Austin Benchmark Suite for Computational Bioelectromagnetics

Benchmarked Methods

Method 1

  • Name: AIM-Tetra
  • Class: FFT-accelerated iterative frequency-domain integral-equation solver
  • Algorithm: Iterative method of moments solution of volume electric field integral equation using tetrahedral elements with SWG basis/testing functions accelerated by the adaptive integral method [1]–[3].
  • Software implementation: The computational electromagnetics group at The University of Texas at Austin
  • Hardware: Lonestar5 at the Texas Advanced Computing Center
  • Submission date: October 1, 2016

Method 2

  • Name: AIM-Voxel
  • Class: FFT-accelerated iterative frequency-domain integral-equation solver
  • Algorithm: Iterative method of moments solution of volume electric field integral equation using voxel elements with volumetric rooftop basis/testing functions accelerated by the adaptive integral method [1]–[3].
  • Software implementation: The computational electromagnetics group at The University of Texas at Austin
  • Hardware: Lonestar5 at the Texas Advanced Computing Center
  • Submission date: October 1, 2016

Method 3

  • Name: FDTD
  • Class: Time-domain differential-equation solver
  • Algorithm: Explicit finite-difference time-domain method using the Yee grid with frequency-independent material properties, a split-field polynomial conductivity profile PML truncation, and a sinusoidally-modulated ramp waveform [1], [4].
  • Software implementation: The computational electromagnetics group at The University of Texas at Austin
  • Hardware: Lonestar5 at the Texas Advanced Computing Center
  • Submission date: October 1, 2016

References for Benchmarked Methods

  1. J. W. Massey, A comprehensive comparison of FFT-accelerated integral equation methods vs.

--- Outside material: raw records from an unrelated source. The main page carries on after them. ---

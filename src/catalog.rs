//! Per-user view over tracked channels and their VODs.
//!
//! Refresh pulls the newest page from the platform and upserts it; load-more
//! only pages through what is already stored. Every VOD handed out is
//! decorated with a freshly built [`CommandSet`].

use std::sync::Arc;

use serde::Serialize;
use tracing::info;

use crate::commands::{CommandSet, RenderSettings, format_duration};
use crate::error::{Error, Result};
use crate::metadata::{ChannelRecord, MetadataStore, UserSettings, VodRecord};
use crate::twitch::{ChannelProfile, VideoPage, VideoPlatform};

pub const CHAT_WIDTH_RANGE: std::ops::RangeInclusive<i64> = 100..=1920;
pub const CHAT_HEIGHT_RANGE: std::ops::RangeInclusive<i64> = 100..=1080;
pub const VODS_PER_LOAD_RANGE: std::ops::RangeInclusive<i64> = 1..=50;

/// A stored VOD plus everything the UI shows next to it.
#[derive(Debug, Clone, Serialize)]
#[serde(rename_all = "camelCase")]
pub struct VodWithCommands {
    #[serde(flatten)]
    pub vod: VodRecord,
    pub duration_text: String,
    #[serde(flatten)]
    pub commands: CommandSet,
}

impl VodWithCommands {
    pub fn decorate(vod: VodRecord, settings: &RenderSettings) -> Self {
        let commands = CommandSet::build(&vod.vod_id, &vod.title, vod.published_at, settings);
        Self {
            duration_text: format_duration(vod.duration),
            vod,
            commands,
        }
    }
}

/// Result of refresh and load-more. `has_more` means different things for
/// the two: refresh reports whether the platform returned a cursor, load-more
/// reports whether the page came back full.
#[derive(Debug, Clone, Serialize)]
#[serde(rename_all = "camelCase")]
pub struct VodPage {
    pub vods: Vec<VodWithCommands>,
    pub has_more: bool,
}

/// `vod_count` and `latest_vod` only see VODs stored under this channel row.
/// VOD ids are global, so a user who starts tracking a channel someone else
/// already refreshed sees 0 here for the VODs stored under the other row.
#[derive(Debug, Clone, Serialize)]
#[serde(rename_all = "camelCase")]
pub struct ChannelSummary {
    #[serde(flatten)]
    pub channel: ChannelRecord,
    pub vod_count: i64,
    pub latest_vod: Option<VodWithCommands>,
}

#[derive(Clone)]
pub struct Catalog {
    store: MetadataStore,
    platform: Arc<dyn VideoPlatform>,
}

impl Catalog {
    pub fn new(store: MetadataStore, platform: Arc<dyn VideoPlatform>) -> Self {
        Self { store, platform }
    }

    pub fn store(&self) -> &MetadataStore {
        &self.store
    }

    /// Runs a blocking platform call off the async runtime.
    async fn on_platform<T, F>(&self, call: F) -> Result<T>
    where
        T: Send + 'static,
        F: FnOnce(&dyn VideoPlatform) -> Result<T> + Send + 'static,
    {
        let platform = self.platform.clone();
        tokio::task::spawn_blocking(move || call(platform.as_ref()))
            .await
            .map_err(|err| Error::Upstream(format!("platform request aborted: {err}")))?
    }

    async fn owned_channel(&self, user_id: &str, channel_id: i64) -> Result<ChannelRecord> {
        self.store
            .find_channel(user_id, channel_id)
            .await?
            .ok_or_else(|| Error::NotFound("Channel not found".into()))
    }

    pub async fn add_channel(&self, user_id: &str, handle: &str) -> Result<ChannelRecord> {
        let handle = handle.trim().to_string();
        if handle.is_empty() {
            return Err(Error::Validation("Channel name is required".into()));
        }

        let profile: ChannelProfile = self
            .on_platform(move |platform| platform.resolve_channel(&handle))
            .await?;
        let channel = self
            .store
            .insert_channel(user_id, &profile)
            .await?
            .ok_or_else(|| {
                Error::AlreadyExists(format!(
                    "Channel \"{}\" is already registered",
                    profile.login
                ))
            })?;
        info!(user_id, channel_id = channel.id, login = %channel.login, "channel added");
        Ok(channel)
    }

    pub async fn remove_channel(&self, user_id: &str, channel_id: i64) -> Result<()> {
        if !self.store.delete_channel(user_id, channel_id).await? {
            return Err(Error::NotFound("Channel not found".into()));
        }
        info!(user_id, channel_id, "channel removed");
        Ok(())
    }

    /// Every channel of the user with its VOD count and newest VOD.
    pub async fn list_channels(&self, user_id: &str) -> Result<Vec<ChannelSummary>> {
        let settings = self.store.get_or_create_settings(user_id).await?.render();
        let channels = self.store.list_channels(user_id).await?;

        let mut summaries = Vec::with_capacity(channels.len());
        for channel in channels {
            let vod_count = self.store.count_vods(channel.id).await?;
            let latest_vod = self
                .store
                .latest_vod(channel.id)
                .await?
                .map(|vod| VodWithCommands::decorate(vod, &settings));
            summaries.push(ChannelSummary {
                channel,
                vod_count,
                latest_vod,
            });
        }
        Ok(summaries)
    }

    /// Fetches the newest `limit` VODs from the platform and upserts them.
    /// Stored VODs missing from the page are left alone. Not transactional:
    /// an error midway keeps whatever was already written. A VOD first
    /// stored under another user's channel comes back with that channel's id.
    pub async fn refresh(
        &self,
        user_id: &str,
        channel_id: i64,
        limit: i64,
        settings: Option<&RenderSettings>,
    ) -> Result<VodPage> {
        let channel = self.owned_channel(user_id, channel_id).await?;
        let first = u32::try_from(limit)
            .ok()
            .filter(|limit| *limit >= 1)
            .ok_or_else(|| {
                Error::Validation(format!("limit must be between 1 and {}", u32::MAX))
            })?;
        let settings = settings.cloned().unwrap_or_default();

        let twitch_id = channel.twitch_id.clone();
        let VideoPage { videos, cursor } = self
            .on_platform(move |platform| platform.list_videos(&twitch_id, first, None))
            .await?;

        let mut vods = Vec::with_capacity(videos.len());
        for video in &videos {
            let stored = self.store.upsert_vod(channel.id, video).await?;
            vods.push(VodWithCommands::decorate(stored, &settings));
        }

        info!(
            user_id,
            channel_id,
            fetched = vods.len(),
            has_more = cursor.is_some(),
            "channel refreshed"
        );
        Ok(VodPage {
            vods,
            has_more: cursor.is_some(),
        })
    }

    /// Reads one page of stored VODs, newest first. Never calls the platform.
    pub async fn load_more(
        &self,
        user_id: &str,
        channel_id: i64,
        limit: i64,
        offset: i64,
        settings: Option<&RenderSettings>,
    ) -> Result<VodPage> {
        let channel = self.owned_channel(user_id, channel_id).await?;
        if limit < 1 {
            return Err(Error::Validation("limit must be at least 1".into()));
        }
        if offset < 0 {
            return Err(Error::Validation("offset must not be negative".into()));
        }
        let settings = settings.cloned().unwrap_or_default();

        let vods: Vec<_> = self
            .store
            .list_vods(channel.id, limit, offset)
            .await?
            .into_iter()
            .map(|vod| VodWithCommands::decorate(vod, &settings))
            .collect();
        let has_more = vods.len() as i64 == limit;
        Ok(VodPage { vods, has_more })
    }

    pub async fn get_settings(&self, user_id: &str) -> Result<UserSettings> {
        Ok(self.store.get_or_create_settings(user_id).await?)
    }

    pub async fn update_settings(&self, user_id: &str, settings: UserSettings) -> Result<UserSettings> {
        validate_settings(&settings)?;
        let saved = self.store.upsert_settings(user_id, &settings).await?;
        info!(user_id, "settings updated");
        Ok(saved)
    }

    /// Re-resolves the channel on the platform by its stable id and stores
    /// its current login, name and avatar.
    pub async fn refresh_profile(&self, channel: &ChannelRecord) -> Result<ChannelProfile> {
        let twitch_id = channel.twitch_id.clone();
        let profile = self
            .on_platform(move |platform| platform.resolve_channel_by_id(&twitch_id))
            .await?;
        if profile.twitch_id != channel.twitch_id {
            return Err(Error::Upstream(format!(
                "Twitch returned user {} when asked for {}",
                profile.twitch_id, channel.twitch_id
            )));
        }
        if !self.store.update_channel_profile(channel.id, &profile).await? {
            return Err(Error::NotFound("Channel not found".into()));
        }
        if profile.login != channel.login {
            info!(channel_id = channel.id, old = %channel.login, new = %profile.login, "channel renamed");
        }
        Ok(profile)
    }
}

pub fn validate_settings(settings: &UserSettings) -> Result<()> {
    if !CHAT_WIDTH_RANGE.contains(&settings.chat_width) {
        return Err(Error::Validation(format!(
            "chatWidth must be between {} and {}",
            CHAT_WIDTH_RANGE.start(),
            CHAT_WIDTH_RANGE.end()
        )));
    }
    if !CHAT_HEIGHT_RANGE.contains(&settings.chat_height) {
        return Err(Error::Validation(format!(
            "chatHeight must be between {} and {}",
            CHAT_HEIGHT_RANGE.start(),
            CHAT_HEIGHT_RANGE.end()
        )));
    }
    if settings.chat_font.trim().is_empty() {
        return Err(Error::Validation("chatFont must not be empty".into()));
    }
    if !VODS_PER_LOAD_RANGE.contains(&settings.vods_per_load) {
        return Err(Error::Validation(format!(
            "vodsPerLoad must be between {} and {}",
            VODS_PER_LOAD_RANGE.start(),
            VODS_PER_LOAD_RANGE.end()
        )));
    }
    Ok(())
}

FDTD for bioelectromagnetics, M.S. thesis, Dept. Electrical and Computer Engineering, The University of Texas at Austin, Austin, TX, 2015.
  2. F. Wei and A. E. Yilmaz, A more scalable and efficient parallelization of the adaptive integral method—Part I: Algorithm, IEEE Trans. Antennas Propag., vol. 62, no. 2, pp. 714–726, Feb. 2014.
  3. F. Wei and A. E. Yilmaz, A more scalable and efficient parallelization of the adaptive integral method—Part II: BIOEM application, IEEE Trans. Antennas Propag., vol. 62, no. 2, pp. 727–738, Feb. 2014.
  4. C. S. Geyik, Accuracy-efficiency comparison of finite-difference time-domain and adaptive integral method based simulators for bioelectromagnetics, M.S. thesis, Dept. Electrical and Computer Engineering, The University of Texas at Austin, Austin, TX, 2013.